BTC/USD, Daily Chart Analysis
Bitcoin remains inside the declining trend that defines the long-term correction, although it showed considerable relative strength during last weekend’s sell-off. The currency is still hovering around the $2350 level, below the crucial $2450 resistance, and until a move above that, the short-term trend is negative as well. Primary support is at $2250, with another strong level at $2150, marking the low of the long-term correction.
ETH/USD, 4-Hour Chart Analysis
Ethereum has been leading the market lower last week, as the strong decline in small cap coins weighed heavily on the token. ETH fell back below the key $200 level, but it finally showed short-term relative strength, and held up above the correction lows as well. The coin is still well inside its correction pattern and only a move above $235 would signal a short-term trend change. That said, the almost 60% correction, and the now slightly oversold long-term picture points to a possible long-term bottom.

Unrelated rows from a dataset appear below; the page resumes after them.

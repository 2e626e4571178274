use url::Url;

use super::{ConfigError, ServerConfig};

/// Validate a fully merged configuration.
pub fn validate(config: &ServerConfig) -> Result<(), ConfigError> {
    validate_base_url(&config.openai_base_url)?;
    validate_tls(config)?;

    if config.send_queue_capacity == 0 {
        return Err(invalid("send_queue_capacity", "must be greater than 0"));
    }
    if config.idle_timeout_seconds == 0 {
        return Err(invalid("idle_timeout_seconds", "must be greater than 0"));
    }

    let retry = &config.retry;
    if retry.max_attempts == 0 {
        return Err(invalid("retry.max_attempts", "must be at least 1"));
    }
    if retry.backoff_multiplier < 1.0 {
        return Err(invalid("retry.backoff_multiplier", "must be at least 1.0"));
    }
    if retry.initial_delay_ms > retry.max_delay_ms {
        return Err(invalid(
            "retry.initial_delay_ms",
            "must not exceed retry.max_delay_ms",
        ));
    }
    if config.request_timeout_seconds == 0 {
        return Err(invalid("request_timeout_seconds", "must be greater than 0"));
    }

    if !(0.25..=4.0).contains(&config.tts_speed) {
        return Err(invalid("tts_speed", "must be between 0.25 and 4.0"));
    }
    if let Some(temp) = config.assistant_temperature
        && !(0.0..=2.0).contains(&temp)
    {
        return Err(invalid("assistant_temperature", "must be between 0.0 and 2.0"));
    }

    if config.max_websocket_connections == Some(0) {
        return Err(invalid("max_websocket_connections", "must be greater than 0"));
    }
    if config.max_connections_per_ip == 0 {
        return Err(invalid("max_connections_per_ip", "must be greater than 0"));
    }

    Ok(())
}

fn validate_base_url(raw: &str) -> Result<(), ConfigError> {
    let url = Url::parse(raw).map_err(|e| invalid("openai_base_url", &format!("'{raw}': {e}")))?;
    match url.scheme() {
        "http" | "https" => Ok(()),
        scheme => Err(invalid(
            "openai_base_url",
            &format!("unsupported scheme '{scheme}'"),
        )),
    }
}

fn validate_tls(config: &ServerConfig) -> Result<(), ConfigError> {
    let Some(tls) = &config.tls else {
        return Ok(());
    };
    for (name, path) in [("tls.cert_path", &tls.cert_path), ("tls.key_path", &tls.key_path)] {
        if !path.exists() {
            return Err(invalid(name, &format!("{} does not exist", path.display())));
        }
    }
    Ok(())
}

fn invalid(name: &str, message: &str) -> ConfigError {
    ConfigError::InvalidValue {
        name: name.to_string(),
        message: message.to_string(),
    }
}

LTC/USD, 4-Hour Chart Analysis
Litecoin is consolidating in a short-term triangle pattern, near the $45 level, but it failed to launch another rally attempt so far, as the broad sell-off weighed on the coin. A move above the current pattern would still signal a rally towards the range-projection target at $58, despite the slightly overbought long-term picture, and the approaching rising trendline.
DASH/USD, 4-Hour Chart Analysis
Dash remained below both the crucial short-term support/resistance level at $190, and the consolidation pattern during the recent rally and is yet to provide another short-term buy signal. The long-term uptrend remains intact, with a really towards the prior high at $220 and hte long-term target near $260 still being likely in the coming period.

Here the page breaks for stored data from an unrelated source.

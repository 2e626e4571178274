use std::path::PathBuf;

use super::yaml::{TlsYaml, YamlConfig};
use super::{ApiKey, ConfigError, ServerConfig, TlsConfig};

/// Overlay every value present in the YAML file onto `config`.
pub fn apply_yaml(config: &mut ServerConfig, yaml: YamlConfig) -> Result<(), ConfigError> {
    if let Some(server) = yaml.server {
        set(&mut config.host, server.host);
        set(&mut config.port, server.port);
        set(&mut config.idle_timeout_seconds, server.idle_timeout_seconds);
        if let Some(tls) = server.tls {
            config.tls = merge_tls(config.tls.take(), tls)?;
        }
    }

    if let Some(openai) = yaml.openai {
        if let Some(key) = openai.api_key {
            config.openai_api_key = Some(ApiKey::from(key)).filter(|k| !k.expose().is_empty());
        }
        set(&mut config.openai_base_url, openai.base_url);
    }

    if let Some(stt) = yaml.stt {
        set(&mut config.stt_provider, stt.provider);
        set(&mut config.stt_model, stt.model);
        if stt.language.is_some() {
            config.stt_language = stt.language.filter(|l| !l.is_empty());
        }
    }

    if let Some(assistant) = yaml.assistant {
        set(&mut config.assistant_provider, assistant.provider);
        set(&mut config.assistant_model, assistant.model);
        if assistant.instructions.is_some() {
            config.assistant_instructions = assistant.instructions;
        }
        if assistant.temperature.is_some() {
            config.assistant_temperature = assistant.temperature;
        }
    }

    if let Some(tts) = yaml.tts {
        set(&mut config.tts_model, tts.model);
        set(&mut config.tts_voice, tts.voice);
        set(&mut config.tts_speed, tts.speed);
    }

    if let Some(call) = yaml.call {
        set(&mut config.greeting_delay_ms, call.greeting_delay_ms);
        set(&mut config.play_greeting_tone, call.play_greeting_tone);
        set(&mut config.speak_first, call.speak_first);
        if call.opening_line.is_some() {
            config.opening_line = call.opening_line.filter(|l| !l.trim().is_empty());
        }
        if call.banner.is_some() {
            config.banner = call.banner.filter(|b| !b.is_empty());
        }
        set(&mut config.send_queue_capacity, call.send_queue_capacity);
    }

    if let Some(retry) = yaml.retry {
        set(&mut config.retry.max_attempts, retry.max_attempts);
        set(&mut config.retry.initial_delay_ms, retry.initial_delay_ms);
        set(&mut config.retry.max_delay_ms, retry.max_delay_ms);
        set(&mut config.retry.backoff_multiplier, retry.backoff_multiplier);
        set(&mut config.request_timeout_seconds, retry.request_timeout_seconds);
    }

    if let Some(security) = yaml.security {
        if security.max_websocket_connections.is_some() {
            config.max_websocket_connections = security.max_websocket_connections;
        }
        set(&mut config.max_connections_per_ip, security.max_connections_per_ip);
    }

    Ok(())
}

fn set<T>(target: &mut T, value: Option<T>) {
    if let Some(value) = value {
        *target = value;
    }
}

fn merge_tls(current: Option<TlsConfig>, yaml: TlsYaml) -> Result<Option<TlsConfig>, ConfigError> {
    if yaml.enabled == Some(false) {
        return Ok(None);
    }

    let cert = yaml
        .cert_path
        .map(PathBuf::from)
        .or_else(|| current.as_ref().map(|t| t.cert_path.clone()));
    let key = yaml
        .key_path
        .map(PathBuf::from)
        .or_else(|| current.as_ref().map(|t| t.key_path.clone()));

    match (cert, key) {
        (Some(cert_path), Some(key_path)) => Ok(Some(TlsConfig {
            cert_path,
            key_path,
        })),
        (None, None) if yaml.enabled.is_none() => Ok(current),
        _ => Err(ConfigError::Invalid(
            "TLS requires both cert_path and key_path".to_string(),
        )),
    }
}

#[cfg(test)]
mod tests {
    use super::*;

    fn yaml(text: &str) -> YamlConfig {
        serde_yaml::from_str(text).unwrap()
    }

    #[test]
    fn test_apply_yaml_overrides_only_present_values() {
        let mut config = ServerConfig {
            tts_voice: "echo".to_string(),
            ..Default::default()
        };
        apply_yaml(&mut config, yaml("tts:\n  model: \"tts-1-hd\"\n")).unwrap();

        assert_eq!(config.tts_model, "tts-1-hd");
        assert_eq!(config.tts_voice, "echo");
    }

    #[test]
    fn test_apply_yaml_tls() {
        let mut config = ServerConfig::default();
        apply_yaml(
            &mut config,
            yaml("server:\n  tls:\n    enabled: true\n    cert_path: c.pem\n    key_path: k.pem\n"),
        )
        .unwrap();
        assert_eq!(config.tls.as_ref().unwrap().cert_path, PathBuf::from("c.pem"));

        apply_yaml(&mut config, yaml("server:\n  tls:\n    enabled: false\n")).unwrap();
        assert!(config.tls.is_none());
    }

    #[test]
    fn test_apply_yaml_tls_missing_key() {
        let mut config = ServerConfig::default();
        let result = apply_yaml(
            &mut config,
            yaml("server:\n  tls:\n    enabled: true\n    cert_path: c.pem\n"),
        );
        assert!(matches!(result, Err(ConfigError::Invalid(_))));
    }

    #[test]
    fn test_apply_yaml_empty_banner_disables_it() {
        let mut config = ServerConfig::default();
        apply_yaml(&mut config, yaml("call:\n  banner: \"\"\n")).unwrap();
        assert!(config.banner.is_none());
    }
}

XRP/USD, 4-Hour Chart Analysis
Ripple is trading back in it two-month long correction pattern after the sharp moves at the beginning of the week, with the $0.21 and $0.18 levels being currently in focus. The declining long-term trendline is currently at 0.24 and until a move above that line short-term traders should still avoid the coin, while long-term investors could still add to their positions here.
ETC/USD, 4-Hour Chart Analysis
ETC remains the only major coin on a short-term buy signal after holding up above the prior declining trend-line. The token trades near the $18 level this morning, and a move above $20 should signal at least a re-test of the prior high at $22, although a break-out could still be down the road, as the biggest coins remain in a correction for now. Short-term support is now at $16 with another storng level at $14.50.
XMR/USD, Daily Chart Analysis
XMR remains among the weakest majors short-term while the long-term picture still shows strong support at $37, providing a good entry point to investors. The base formation between $32 and $37 should hold during the current correction, but until a move above the declining trendline, currently at $45, traders should be cautious with new positions, while the currency is also facing strong resistance at $46.